• INFORMATION PROVIDED:
++++++++++++++++++++

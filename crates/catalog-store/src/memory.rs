//! In-memory catalog store.
//!
//! Holds the catalog tables in vectors behind a `RwLock`. Used by tests and
//! by tools that build a catalog from a listing rather than a database.

use async_trait::async_trait;
use tokio::sync::RwLock;

use coverage_common::{CatalogError, CatalogResult};

use crate::records::{
    BandRecord, CategoryRecord, CoverageQuery, CoverageRecord, CrsRecord, DescriptorRecord,
    FormatRecord, LinearModelRecord, SeriesRecord,
};
use crate::store::CatalogStore;

#[derive(Debug, Default)]
struct Tables {
    series: Vec<SeriesRecord>,
    formats: Vec<FormatRecord>,
    bands: Vec<BandRecord>,
    categories: Vec<CategoryRecord>,
    crs: Vec<CrsRecord>,
    coverages: Vec<CoverageRecord>,
    descriptors: Vec<DescriptorRecord>,
    linear_models: Vec<LinearModelRecord>,
}

/// Catalog tables kept in memory.
#[derive(Debug, Default)]
pub struct MemoryCatalogStore {
    tables: RwLock<Tables>,
}

impl MemoryCatalogStore {
    pub fn new() -> Self {
        Self::default()
    }

    pub fn with_series(mut self, record: SeriesRecord) -> Self {
        self.tables.get_mut().series.push(record);
        self
    }

    pub fn with_format(mut self, record: FormatRecord) -> Self {
        self.tables.get_mut().formats.push(record);
        self
    }

    pub fn with_band(mut self, record: BandRecord) -> Self {
        self.tables.get_mut().bands.push(record);
        self
    }

    pub fn with_category(mut self, record: CategoryRecord) -> Self {
        self.tables.get_mut().categories.push(record);
        self
    }

    pub fn with_crs(mut self, record: CrsRecord) -> Self {
        self.tables.get_mut().crs.push(record);
        self
    }

    pub fn with_coverage(mut self, record: CoverageRecord) -> Self {
        self.tables.get_mut().coverages.push(record);
        self
    }

    pub fn with_descriptor(mut self, record: DescriptorRecord) -> Self {
        self.tables.get_mut().descriptors.push(record);
        self
    }

    pub fn with_linear_term(mut self, record: LinearModelRecord) -> Self {
        self.tables.get_mut().linear_models.push(record);
        self
    }

    /// Add a coverage to a store already shared between tasks.
    pub async fn add_coverage(&self, record: CoverageRecord) {
        self.tables.write().await.coverages.push(record);
    }

    /// Number of coverage rows.
    pub async fn coverage_count(&self) -> usize {
        self.tables.read().await.coverages.len()
    }
}

#[async_trait]
impl CatalogStore for MemoryCatalogStore {
    async fn series(&self, name: &str) -> CatalogResult<SeriesRecord> {
        let tables = self.tables.read().await;
        tables
            .series
            .iter()
            .find(|s| s.name == name)
            .cloned()
            .ok_or_else(|| CatalogError::not_found("series", name))
    }

    async fn format(&self, name: &str) -> CatalogResult<FormatRecord> {
        let tables = self.tables.read().await;
        tables
            .formats
            .iter()
            .find(|f| f.name == name)
            .cloned()
            .ok_or_else(|| CatalogError::not_found("format", name))
    }

    async fn bands(&self, format: &str) -> CatalogResult<Vec<BandRecord>> {
        let tables = self.tables.read().await;
        Ok(tables
            .bands
            .iter()
            .filter(|b| b.format == format)
            .cloned()
            .collect())
    }

    async fn categories(&self, band_id: i64) -> CatalogResult<Vec<CategoryRecord>> {
        let tables = self.tables.read().await;
        Ok(tables
            .categories
            .iter()
            .filter(|c| c.band_id == band_id)
            .cloned()
            .collect())
    }

    async fn crs_definitions(&self, name: &str) -> CatalogResult<Vec<CrsRecord>> {
        let tables = self.tables.read().await;
        Ok(tables.crs.iter().filter(|c| c.name == name).cloned().collect())
    }

    async fn find_coverages(&self, query: &CoverageQuery) -> CatalogResult<Vec<CoverageRecord>> {
        let tables = self.tables.read().await;
        Ok(tables
            .coverages
            .iter()
            .filter(|c| c.matches(query))
            .cloned()
            .collect())
    }

    async fn find_coverages_named(
        &self,
        series: Option<&str>,
        filename: &str,
    ) -> CatalogResult<Vec<CoverageRecord>> {
        let tables = self.tables.read().await;
        Ok(tables
            .coverages
            .iter()
            .filter(|c| c.filename == filename && series.map_or(true, |s| s == c.series))
            .cloned()
            .collect())
    }

    async fn descriptors_named(&self, name: &str) -> CatalogResult<Vec<DescriptorRecord>> {
        let tables = self.tables.read().await;
        Ok(tables
            .descriptors
            .iter()
            .filter(|d| d.name == name)
            .cloned()
            .collect())
    }

    async fn descriptor_by_id(&self, id: i64) -> CatalogResult<Option<DescriptorRecord>> {
        let tables = self.tables.read().await;
        Ok(tables.descriptors.iter().find(|d| d.id == id).cloned())
    }

    async fn linear_model(&self, target: &str) -> CatalogResult<Vec<LinearModelRecord>> {
        let tables = self.tables.read().await;
        Ok(tables
            .linear_models
            .iter()
            .filter(|t| t.target == target)
            .cloned()
            .collect())
    }
}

++++++++++++++++++++

• EXERCISE BRIEF: Which lines of the data include the word "BandRecord"? Copy each one.

• SOLUTION FOR THIS TASK:
    BandRecord, CategoryRecord, CoverageQuery, CoverageRecord, CrsRecord, DescriptorRecord,
    bands: Vec<BandRecord>,
    pub fn with_band(mut self, record: BandRecord) -> Self {
    async fn bands(&self, format: &str) -> CatalogResult<Vec<BandRecord>> {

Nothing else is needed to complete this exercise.